Wow thats sick. So back to the drawing board. I guess Ill have some returns to make. This is what I have right now. I have a 360 Black ice nemesis gts 30 mm optiflow, with ports to lefy and right for transverse flow up top, (going to return it in favor of a Coolgate 360HD 35mm as the restriction is bad i read), a black ice sr-2 280 in the front, and an Alphacool UT60 240mm on bottom for the gpus. Also got a Koolance pmp500 pump and read it has some pretty good flow rates.

thanks


----------



## pc-illiterate

the nemesis gts rads are pretty good. the restriction helps it not hurts.
what case are you planning to use?


----------



## davidm71

Got the Cosmos Galaxy II. Just thought the black ice nemesis gts would slow down the flow rate and hurt cooling through the Heatkiller IV?

thanks


----------



## WiSK

Quote:


> Originally Posted by *davidm71*
> 
> Got the Cosmos Galaxy II. Just thought the black ice nemesis gts would slow down the flow rate and hurt cooling through the Heatkiller IV?
> 
> thanks


Flow rate is not _directly_ proportional to cooling performance.

It's just got to be flowing fast enough to be turbulent through the blocks. See http://en.wikipedia.org/wiki/Laminar-turbulent_transition


----------



## 0xzz

im planning my first custom loop in a fractal define s and i have two rads i could install in the top: EK-CoolStream SE 360 (Slim Triple) or the Alphacool NexXxoS ST30 Full Copper 420mm.
which one will give me better cooling? yeah the Alphacool is bigger but the EK Coolstream has higher FPI so i dont know which one i should buy...


----------



## Methodical

Quote:


> Originally Posted by *jleslie246*
> 
> I did mine free hand/eyeball. I did not take a single "measurement" or use any "bending tools". This was my first time (see my profile pics with red coolant). I did end up cracking one bend 12 months later and had to redo that tube. My point is just play around with it. It is easier than you think.

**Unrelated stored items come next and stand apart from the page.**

// Engine architecture tags, parsed once at ingestion

use std::{fmt, str::FromStr};

use serde::{Deserialize, Serialize};

use crate::errors::TunecraftError;

/// How the engine is fed.
#[derive(Debug, Clone, Copy, PartialEq, Eq, Hash, PartialOrd, Ord, Serialize, Deserialize)]
#[serde(rename_all = "snake_case")]
pub enum Aspiration {
    Natural,
    Turbocharged,
    Supercharged,
}

impl Aspiration {
    fn tag(&self) -> &'static str {
        match self {
            Aspiration::Natural => "na",
            Aspiration::Turbocharged => "turbo",
            Aspiration::Supercharged => "supercharged",
        }
    }

    /// Whether the engine already carries a compressor of some kind.
    pub fn is_forced(&self) -> bool {
        matches!(self, Aspiration::Turbocharged | Aspiration::Supercharged)
    }
}

/// Cylinder layout family of the engine.
#[derive(Debug, Clone, Copy, PartialEq, Eq, Hash, PartialOrd, Ord, Serialize, Deserialize)]
#[serde(rename_all = "snake_case")]
pub enum CylinderFamily {
    I3,
    I4,
    I5,
    I6,
    V6,
    V8,
    V10,
    V12,
    Flat4,
    Flat6,
    Rotary,
}

impl CylinderFamily {
    const ALL: [CylinderFamily; 11] = [
        CylinderFamily::I3,
        CylinderFamily::I4,
        CylinderFamily::I5,
        CylinderFamily::I6,
        CylinderFamily::V6,
        CylinderFamily::V8,
        CylinderFamily::V10,
        CylinderFamily::V12,
        CylinderFamily::Flat4,
        CylinderFamily::Flat6,
        CylinderFamily::Rotary,
    ];

    fn tag(&self) -> &'static str {
        match self {
            CylinderFamily::I3 => "i3",
            CylinderFamily::I4 => "i4",
            CylinderFamily::I5 => "i5",
            CylinderFamily::I6 => "i6",
            CylinderFamily::V6 => "v6",
            CylinderFamily::V8 => "v8",
            CylinderFamily::V10 => "v10",
            CylinderFamily::V12 => "v12",
            CylinderFamily::Flat4 => "flat4",
            CylinderFamily::Flat6 => "flat6",
            CylinderFamily::Rotary => "rotary",
        }
    }

    /// Families that are small-displacement when no displacement figure is known.
    pub fn is_small_displacement(&self) -> bool {
        matches!(
            self,
            CylinderFamily::I3 | CylinderFamily::I4 | CylinderFamily::Flat4 | CylinderFamily::Rotary
        )
    }

    /// Families that are high-output when naturally aspirated.
    pub fn is_large(&self) -> bool {
        matches!(
            self,
            CylinderFamily::V8 | CylinderFamily::V10 | CylinderFamily::V12
        )
    }
}

/// Aspiration × cylinder family.
///
/// A `None` aspiration means the source data only named the cylinder family
/// ("V8") with no turbo or supercharger qualifier. On a requirement it means
/// any aspiration of that family is accepted.
///
/// Serialized as a compact tag: `"turbo-i4"`, `"na-v8"`, `"supercharged-v8"`, `"v8"`.
#[derive(Debug, Clone, Copy, PartialEq, Eq, Hash, PartialOrd, Ord, Serialize, Deserialize)]
#[serde(try_from = "String", into = "String")]
pub struct EngineArchitecture {
    pub aspiration: Option<Aspiration>,
    pub cylinders: CylinderFamily,
}

impl EngineArchitecture {
    pub fn new(aspiration: Aspiration, cylinders: CylinderFamily) -> Self {
        Self {
            aspiration: Some(aspiration),
            cylinders,
        }
    }

    /// An architecture known only by its cylinder family.
    pub fn family(cylinders: CylinderFamily) -> Self {
        Self {
            aspiration: None,
            cylinders,
        }
    }

    /// Aspiration used for multiplier lookup: an unqualified engine is treated as natural.
    pub fn effective_aspiration(&self) -> Aspiration {
        self.aspiration.unwrap_or(Aspiration::Natural)
    }

    pub fn tag(&self) -> String {
        self.to_string()
    }
}

impl fmt::Display for EngineArchitecture {
    fn fmt(&self, f: &mut fmt::Formatter<'_>) -> fmt::Result {
        match self.aspiration {
            Some(aspiration) => write!(f, "{}-{}", aspiration.tag(), self.cylinders.tag()),
            None => write!(f, "{}", self.cylinders.tag()),
        }
    }
}

impl FromStr for EngineArchitecture {
    type Err = TunecraftError;

    fn from_str(s: &str) -> Result<Self, Self::Err> {
        let normalized = s.trim().to_lowercase();
        let (aspiration, family) = match normalized.split_once('-') {
            Some((prefix, family)) => {
                let aspiration = match prefix {
                    "na" => Aspiration::Natural,
                    "turbo" => Aspiration::Turbocharged,
                    "supercharged" => Aspiration::Supercharged,
                    _ => {
                        return Err(TunecraftError::InvalidArchitectureTag {
                            tag: s.to_string(),
                        });
                    }
                };
                (Some(aspiration), family)
            }
            None => (None, normalized.as_str()),
        };

        let cylinders = CylinderFamily::ALL
            .iter()
            .find(|c| c.tag() == family)
            .copied()
            .ok_or_else(|| TunecraftError::InvalidArchitectureTag { tag: s.to_string() })?;

        Ok(Self {
            aspiration,
            cylinders,
        })
    }
}

impl TryFrom<String> for EngineArchitecture {
    type Error = TunecraftError;

    fn try_from(value: String) -> Result<Self, Self::Error> {
        value.parse()
    }
}

impl From<EngineArchitecture> for String {
    fn from(value: EngineArchitecture) -> Self {
        value.to_string()
    }
}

Nice work. Do the hard tubes use a different type of compression fitting than the soft tubes? I think I am going the hard tube route after seeing some of those builds, just looks so much cleaner. I have the cpu and gpu water block and should receive the pump and reservoir next week, then decide which way to go.

Thanks


----------



## jleslie246

Quote:


> Originally Posted by *Methodical*
> 
> Nice work. Do the hard tubes use a different type of compression fitting than the soft tubes? I think I am going the hard tube route after seeing some of those builds, just looks so much cleaner. I have the cpu and gpu water block and should receive the pump and reservoir next week, then decide which way to go.
> 
> Thanks


They use an o ring compression connection. I've never had one leak.


----------



## Methodical

Quote:


> Originally Posted by *jleslie246*
> 
> They use an o ring compression connection. I've never had one leak.


Cool thanks


----------



## donkimizer

Is there anyone or any way (like calculator) to estimate a watercooling efficiency based solely on components getting cooled + number/size of radiators?
I own i7 5930K at 4.1GHZ (H110 corsair cooled) + Titan X (stock cooling). At 28 C room temp and quiet profile CPU is at 48 C. On quiet profile Titan X would run at 66C because of multimonitor setup, but I hold it on less quiet setup (42% fan speed) and its at 56C right now.

I plan getting another Titan X, which will hopefully reduce currently horrible "idle" temp, and i plan to put waterblocks on both of those and connect them all in one loop together with CPU.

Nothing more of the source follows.